I hope this helps :)
Best,
Clément
Hi Clément,
Thanks for your help in generating samples. This is very useful!
For generating disentangled data, I'm not sure if I fully understand issue #78. Let me try to illustrate my point in a simpler way, and hopefully I could clearly illustrate my point.
Problem setting. For the dummy dataset generated by dl_dt = torch.randn(2001, 5)
, let's assume that it is a tensor with 5 features ($x_1, x_2, \ldots, x_5$), and actually I was trying to construct a supervised machine learning model for a dependent variable $y$ (dl_y = torch.randn(2001, 1)
). Let's assume that the supervised machine learning model is a simple linear model.

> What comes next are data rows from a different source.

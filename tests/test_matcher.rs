//! End-to-end matching scenarios against realistic small grammars.

use brzo::{ByteSet, Engine};

#[test]
fn literal_matches_exactly() {
    let mut engine = Engine::new();
    let g = engine.literal(b"ab");
    assert!(engine.matches(g, b"ab"));
    assert!(!engine.matches(g, b"a"));
    assert!(!engine.matches(g, b"abc"));
    assert!(!engine.matches_empty(g));

    let starts = engine.possible_starts(g);
    assert!(starts.contains(b'a'));
    assert_eq!(starts.len(), 1);
}

#[test]
fn union_of_literals_matches_keywords() {
    let mut engine = Engine::new();
    let t = engine.literal(b"true");
    let f = engine.literal(b"false");
    let n = engine.literal(b"null");
    let g = engine.union(&[t, f, n]);

    for word in [&b"true"[..], &b"false"[..], &b"null"[..]] {
        assert!(engine.matches(g, word));
    }
    assert!(!engine.matches(g, b"tru"));
    assert!(!engine.matches(g, b"True"));

    let starts = engine.possible_starts(g);
    assert!(starts.contains(b't'));
    assert!(starts.contains(b'f'));
    assert!(starts.contains(b'n'));
    assert_eq!(starts.len(), 3);
}

/// A quote, then any number of either a non-quote-non-backslash byte or
/// a backslash followed by any byte, then a closing quote.
fn json_string_grammar(engine: &mut Engine) -> brzo::GrammarId {
    let quote = engine.char(b'"');
    let backslash = engine.char(b'\\');
    let plain_bytes = ByteSet::from_bytes((0u8..=255u8).filter(|&b| b != b'"' && b != b'\\'));
    let plain = engine.chars(plain_bytes);
    let any_byte = engine.dot();
    let escape = engine.cat(&[backslash, any_byte]);
    let atom = engine.union(&[plain, escape]);
    let body = engine.seq(atom);
    engine.cat(&[quote, body, quote])
}

#[test]
fn json_string_accepts_escaped_backslash() {
    let mut engine = Engine::new();
    let json_string = json_string_grammar(&mut engine);
    assert!(engine.matches(json_string, b"\"\\\\\""));
    assert!(engine.matches(json_string, b"\"hello\""));
    assert!(engine.matches(json_string, b"\"\""));
    assert!(!engine.matches(json_string, b"\"unterminated"));
    assert!(!engine.matches(json_string, b"\"bad\\\""));
}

Why I chose disentanglement learning The reason why I'm trying to apply disentanglement learning for the dataset dl_dt
is the features $x_1, x_2, \ldots, x_5$ are highly correlated, and putting them all in the linear regression will cause the problem of multicollinearity. Therefore, I'm trying to use disentanglement learning models to disentangle $x_1, x_2, \ldots, x_5$ into relatively independent features $\hat{x}_1, \hat{x}_2, \ldots, \hat{x}_5$ (actually the disentangled features could be any number of features). After that, I could use the disentangled features $\hat{x}_1, \hat{x}_2, \ldots, \hat{x}_5$ to predict $y$ (dl_y
) and would not have the issue of multicollinearity anymore.
Problem with the current code At this stage, hopefully, you could see the problem with gen_samples
in your last response. These generated data (gen_samples
) are not related to the original data dl_dt
by row, so they cannot be used to predict $y$ (dl_y
) in the supervised machine learning models afterward.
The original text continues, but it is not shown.